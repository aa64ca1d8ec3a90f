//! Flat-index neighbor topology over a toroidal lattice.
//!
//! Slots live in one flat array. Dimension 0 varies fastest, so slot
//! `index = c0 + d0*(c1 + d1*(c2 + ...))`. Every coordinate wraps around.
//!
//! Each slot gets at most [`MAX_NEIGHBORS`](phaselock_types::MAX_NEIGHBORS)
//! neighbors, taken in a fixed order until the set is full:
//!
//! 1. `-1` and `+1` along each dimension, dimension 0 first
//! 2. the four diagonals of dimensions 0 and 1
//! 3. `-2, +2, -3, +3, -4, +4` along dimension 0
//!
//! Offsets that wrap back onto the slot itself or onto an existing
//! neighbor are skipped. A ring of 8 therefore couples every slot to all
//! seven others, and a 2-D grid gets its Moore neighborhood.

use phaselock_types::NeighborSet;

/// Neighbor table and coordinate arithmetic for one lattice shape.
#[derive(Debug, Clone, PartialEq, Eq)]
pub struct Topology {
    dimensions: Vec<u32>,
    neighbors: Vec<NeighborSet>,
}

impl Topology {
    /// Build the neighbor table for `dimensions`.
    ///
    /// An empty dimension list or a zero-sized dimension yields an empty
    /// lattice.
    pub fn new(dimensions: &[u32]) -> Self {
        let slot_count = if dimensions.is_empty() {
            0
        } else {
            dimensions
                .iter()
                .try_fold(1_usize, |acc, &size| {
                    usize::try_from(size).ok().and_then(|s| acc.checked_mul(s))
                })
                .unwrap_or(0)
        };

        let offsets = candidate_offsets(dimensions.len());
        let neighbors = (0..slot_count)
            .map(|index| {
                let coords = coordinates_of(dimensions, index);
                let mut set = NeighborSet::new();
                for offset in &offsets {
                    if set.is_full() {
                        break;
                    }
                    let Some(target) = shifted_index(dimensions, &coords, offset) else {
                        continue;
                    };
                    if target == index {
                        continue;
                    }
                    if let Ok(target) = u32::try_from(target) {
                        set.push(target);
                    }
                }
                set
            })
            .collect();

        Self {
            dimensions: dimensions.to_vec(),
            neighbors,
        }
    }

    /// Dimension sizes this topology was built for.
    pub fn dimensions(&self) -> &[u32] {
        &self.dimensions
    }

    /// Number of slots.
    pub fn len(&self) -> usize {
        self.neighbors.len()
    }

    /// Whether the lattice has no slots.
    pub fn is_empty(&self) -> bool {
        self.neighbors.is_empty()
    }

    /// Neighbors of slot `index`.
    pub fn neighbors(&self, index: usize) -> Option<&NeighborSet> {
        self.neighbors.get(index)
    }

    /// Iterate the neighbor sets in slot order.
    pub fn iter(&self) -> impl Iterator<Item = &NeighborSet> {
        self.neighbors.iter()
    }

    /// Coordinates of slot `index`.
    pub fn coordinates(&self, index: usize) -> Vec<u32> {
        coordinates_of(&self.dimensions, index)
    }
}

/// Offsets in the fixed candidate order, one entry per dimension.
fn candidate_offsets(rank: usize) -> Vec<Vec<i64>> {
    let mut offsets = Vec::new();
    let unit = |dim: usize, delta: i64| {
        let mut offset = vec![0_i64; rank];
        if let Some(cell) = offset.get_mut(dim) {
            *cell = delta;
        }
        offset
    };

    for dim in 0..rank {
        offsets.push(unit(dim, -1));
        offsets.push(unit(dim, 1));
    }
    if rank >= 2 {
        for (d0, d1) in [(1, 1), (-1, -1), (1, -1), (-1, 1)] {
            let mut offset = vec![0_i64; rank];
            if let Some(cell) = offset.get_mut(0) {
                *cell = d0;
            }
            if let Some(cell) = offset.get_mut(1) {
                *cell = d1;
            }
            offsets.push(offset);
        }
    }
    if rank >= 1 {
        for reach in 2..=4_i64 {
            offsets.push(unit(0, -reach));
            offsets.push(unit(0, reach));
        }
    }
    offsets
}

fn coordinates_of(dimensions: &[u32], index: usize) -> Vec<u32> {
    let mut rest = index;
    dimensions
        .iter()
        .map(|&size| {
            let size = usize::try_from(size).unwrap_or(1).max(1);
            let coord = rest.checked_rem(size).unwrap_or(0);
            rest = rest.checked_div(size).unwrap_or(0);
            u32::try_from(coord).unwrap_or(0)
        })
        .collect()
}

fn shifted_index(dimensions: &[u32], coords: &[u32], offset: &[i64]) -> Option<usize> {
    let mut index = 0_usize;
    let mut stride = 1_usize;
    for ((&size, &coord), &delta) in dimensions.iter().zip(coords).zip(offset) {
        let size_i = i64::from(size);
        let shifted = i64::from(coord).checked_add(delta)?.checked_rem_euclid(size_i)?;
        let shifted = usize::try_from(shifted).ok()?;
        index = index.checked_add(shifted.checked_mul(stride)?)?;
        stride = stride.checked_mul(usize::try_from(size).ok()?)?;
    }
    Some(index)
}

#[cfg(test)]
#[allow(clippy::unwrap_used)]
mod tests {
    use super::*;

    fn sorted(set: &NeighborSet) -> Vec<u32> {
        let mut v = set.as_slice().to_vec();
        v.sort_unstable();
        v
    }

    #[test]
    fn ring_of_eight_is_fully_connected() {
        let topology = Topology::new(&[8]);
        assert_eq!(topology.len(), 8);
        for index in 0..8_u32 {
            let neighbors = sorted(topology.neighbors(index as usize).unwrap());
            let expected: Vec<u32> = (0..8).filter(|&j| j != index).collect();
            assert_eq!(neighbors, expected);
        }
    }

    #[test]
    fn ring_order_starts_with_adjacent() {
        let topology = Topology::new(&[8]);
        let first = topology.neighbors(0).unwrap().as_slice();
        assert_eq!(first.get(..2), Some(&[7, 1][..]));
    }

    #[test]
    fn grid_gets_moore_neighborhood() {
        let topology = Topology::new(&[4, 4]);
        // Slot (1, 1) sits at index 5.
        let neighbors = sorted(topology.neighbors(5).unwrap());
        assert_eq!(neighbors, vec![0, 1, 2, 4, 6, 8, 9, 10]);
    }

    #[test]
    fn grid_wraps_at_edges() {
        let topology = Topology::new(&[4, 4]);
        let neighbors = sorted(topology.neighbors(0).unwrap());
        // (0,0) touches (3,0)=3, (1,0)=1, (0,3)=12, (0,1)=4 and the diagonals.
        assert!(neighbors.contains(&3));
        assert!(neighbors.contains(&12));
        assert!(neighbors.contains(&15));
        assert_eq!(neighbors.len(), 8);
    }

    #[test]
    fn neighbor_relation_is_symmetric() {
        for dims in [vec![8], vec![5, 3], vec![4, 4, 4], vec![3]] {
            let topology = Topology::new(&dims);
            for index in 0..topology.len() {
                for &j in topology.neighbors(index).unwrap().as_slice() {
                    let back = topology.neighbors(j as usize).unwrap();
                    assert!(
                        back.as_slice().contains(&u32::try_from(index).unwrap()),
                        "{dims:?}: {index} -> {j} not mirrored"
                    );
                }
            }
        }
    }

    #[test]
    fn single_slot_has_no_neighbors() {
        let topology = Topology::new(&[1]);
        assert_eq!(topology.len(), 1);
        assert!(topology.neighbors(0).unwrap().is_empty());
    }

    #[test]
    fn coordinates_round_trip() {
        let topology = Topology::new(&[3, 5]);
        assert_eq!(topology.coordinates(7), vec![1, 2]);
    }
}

============

■ YOUR OBJECTIVE
All the records above need to be printed exactly.

■ TASK RESPONSE
repository aa64ca1d8ec3a90f
//! Flat-index neighbor topology over a toroidal lattice.
//!
//! Slots live in one flat array. Dimension 0 varies fastest, so slot
//! `index = c0 + d0*(c1 + d1*(c2 + ...))`. Every coordinate wraps around.
//!
//! Each slot gets at most [`MAX_NEIGHBORS`](phaselock_types::MAX_NEIGHBORS)
//! neighbors, taken in a fixed order until the set is full:
//!
//! 1. `-1` and `+1` along each dimension, dimension 0 first
//! 2. the four diagonals of dimensions 0 and 1
//! 3. `-2, +2, -3, +3, -4, +4` along dimension 0
//!
//! Offsets that wrap back onto the slot itself or onto an existing
//! neighbor are skipped. A ring of 8 therefore couples every slot to all
//! seven others, and a 2-D grid gets its Moore neighborhood.

use phaselock_types::NeighborSet;

/// Neighbor table and coordinate arithmetic for one lattice shape.
#[derive(Debug, Clone, PartialEq, Eq)]
pub struct Topology {
    dimensions: Vec<u32>,
    neighbors: Vec<NeighborSet>,
}

impl Topology {
    /// Build the neighbor table for `dimensions`.
    ///
    /// An empty dimension list or a zero-sized dimension yields an empty
    /// lattice.
    pub fn new(dimensions: &[u32]) -> Self {
        let slot_count = if dimensions.is_empty() {
            0
        } else {
            dimensions
                .iter()
                .try_fold(1_usize, |acc, &size| {
                    usize::try_from(size).ok().and_then(|s| acc.checked_mul(s))
                })
                .unwrap_or(0)
        };

        let offsets = candidate_offsets(dimensions.len());
        let neighbors = (0..slot_count)
            .map(|index| {
                let coords = coordinates_of(dimensions, index);
                let mut set = NeighborSet::new();
                for offset in &offsets {
                    if set.is_full() {
                        break;
                    }
                    let Some(target) = shifted_index(dimensions, &coords, offset) else {
                        continue;
                    };
                    if target == index {
                        continue;
                    }
                    if let Ok(target) = u32::try_from(target) {
                        set.push(target);
                    }
                }
                set
            })
            .collect();

        Self {
            dimensions: dimensions.to_vec(),
            neighbors,
        }
    }

    /// Dimension sizes this topology was built for.
    pub fn dimensions(&self) -> &[u32] {
        &self.dimensions
    }

    /// Number of slots.
    pub fn len(&self) -> usize {
        self.neighbors.len()
    }

    /// Whether the lattice has no slots.
    pub fn is_empty(&self) -> bool {
        self.neighbors.is_empty()
    }

    /// Neighbors of slot `index`.
    pub fn neighbors(&self, index: usize) -> Option<&NeighborSet> {
        self.neighbors.get(index)
    }

    /// Iterate the neighbor sets in slot order.
    pub fn iter(&self) -> impl Iterator<Item = &NeighborSet> {
        self.neighbors.iter()
    }

    /// Coordinates of slot `index`.
    pub fn coordinates(&self, index: usize) -> Vec<u32> {
        coordinates_of(&self.dimensions, index)
    }
}

/// Offsets in the fixed candidate order, one entry per dimension.
fn candidate_offsets(rank: usize) -> Vec<Vec<i64>> {
    let mut offsets = Vec::new();
    let unit = |dim: usize, delta: i64| {
        let mut offset = vec![0_i64; rank];
        if let Some(cell) = offset.get_mut(dim) {
            *cell = delta;
        }
        offset
    };

    for dim in 0..rank {
        offsets.push(unit(dim, -1));
        offsets.push(unit(dim, 1));
    }
    if rank >= 2 {
        for (d0, d1) in [(1, 1), (-1, -1), (1, -1), (-1, 1)] {
            let mut offset = vec![0_i64; rank];
            if let Some(cell) = offset.get_mut(0) {
                *cell = d0;
            }
            if let Some(cell) = offset.get_mut(1) {
                *cell = d1;
            }
            offsets.push(offset);
        }
    }
    if rank >= 1 {
        for reach in 2..=4_i64 {
            offsets.push(unit(0, -reach));
            offsets.push(unit(0, reach));
        }
    }
    offsets
}

fn coordinates_of(dimensions: &[u32], index: usize) -> Vec<u32> {
    let mut rest = index;
    dimensions
        .iter()
        .map(|&size| {
            let size = usize::try_from(size).unwrap_or(1).max(1);
            let coord = rest.checked_rem(size).unwrap_or(0);
            rest = rest.checked_div(size).unwrap_or(0);
            u32::try_from(coord).unwrap_or(0)
        })
        .collect()
}

fn shifted_index(dimensions: &[u32], coords: &[u32], offset: &[i64]) -> Option<usize> {
    let mut index = 0_usize;
    let mut stride = 1_usize;
    for ((&size, &coord), &delta) in dimensions.iter().zip(coords).zip(offset) {
        let size_i = i64::from(size);
        let shifted = i64::from(coord).checked_add(delta)?.checked_rem_euclid(size_i)?;
        let shifted = usize::try_from(shifted).ok()?;
        index = index.checked_add(shifted.checked_mul(stride)?)?;
        stride = stride.checked_mul(usize::try_from(size).ok()?)?;
    }
    Some(index)
}

#[cfg(test)]
#[allow(clippy::unwrap_used)]
mod tests {
    use super::*;

    fn sorted(set: &NeighborSet) -> Vec<u32> {
        let mut v = set.as_slice().to_vec();
        v.sort_unstable();
        v
    }

    #[test]
    fn ring_of_eight_is_fully_connected() {
        let topology = Topology::new(&[8]);
        assert_eq!(topology.len(), 8);
        for index in 0..8_u32 {
            let neighbors = sorted(topology.neighbors(index as usize).unwrap());
            let expected: Vec<u32> = (0..8).filter(|&j| j != index).collect();
            assert_eq!(neighbors, expected);
        }
    }

    #[test]
    fn ring_order_starts_with_adjacent() {
        let topology = Topology::new(&[8]);
        let first = topology.neighbors(0).unwrap().as_slice();
        assert_eq!(first.get(..2), Some(&[7, 1][..]));
    }

    #[test]
    fn grid_gets_moore_neighborhood() {
        let topology = Topology::new(&[4, 4]);
        // Slot (1, 1) sits at index 5.
        let neighbors = sorted(topology.neighbors(5).unwrap());
        assert_eq!(neighbors, vec![0, 1, 2, 4, 6, 8, 9, 10]);
    }

    #[test]
    fn grid_wraps_at_edges() {
        let topology = Topology::new(&[4, 4]);
        let neighbors = sorted(topology.neighbors(0).unwrap());
        // (0,0) touches (3,0)=3, (1,0)=1, (0,3)=12, (0,1)=4 and the diagonals.
        assert!(neighbors.contains(&3));
        assert!(neighbors.contains(&12));
        assert!(neighbors.contains(&15));
        assert_eq!(neighbors.len(), 8);
    }

    #[test]
    fn neighbor_relation_is_symmetric() {
        for dims in [vec![8], vec![5, 3], vec![4, 4, 4], vec![3]] {
            let topology = Topology::new(&dims);
            for index in 0..topology.len() {
                for &j in topology.neighbors(index).unwrap().as_slice() {
                    let back = topology.neighbors(j as usize).unwrap();
                    assert!(
                        back.as_slice().contains(&u32::try_from(index).unwrap()),
                        "{dims:?}: {index} -> {j} not mirrored"
                    );
                }
            }
        }
    }

    #[test]
    fn single_slot_has_no_neighbors() {
        let topology = Topology::new(&[1]);
        assert_eq!(topology.len(), 1);
        assert!(topology.neighbors(0).unwrap().is_empty());
    }

    #[test]
    fn coordinates_round_trip() {
        let topology = Topology::new(&[3, 5]);
        assert_eq!(topology.coordinates(7), vec![1, 2]);
    }
}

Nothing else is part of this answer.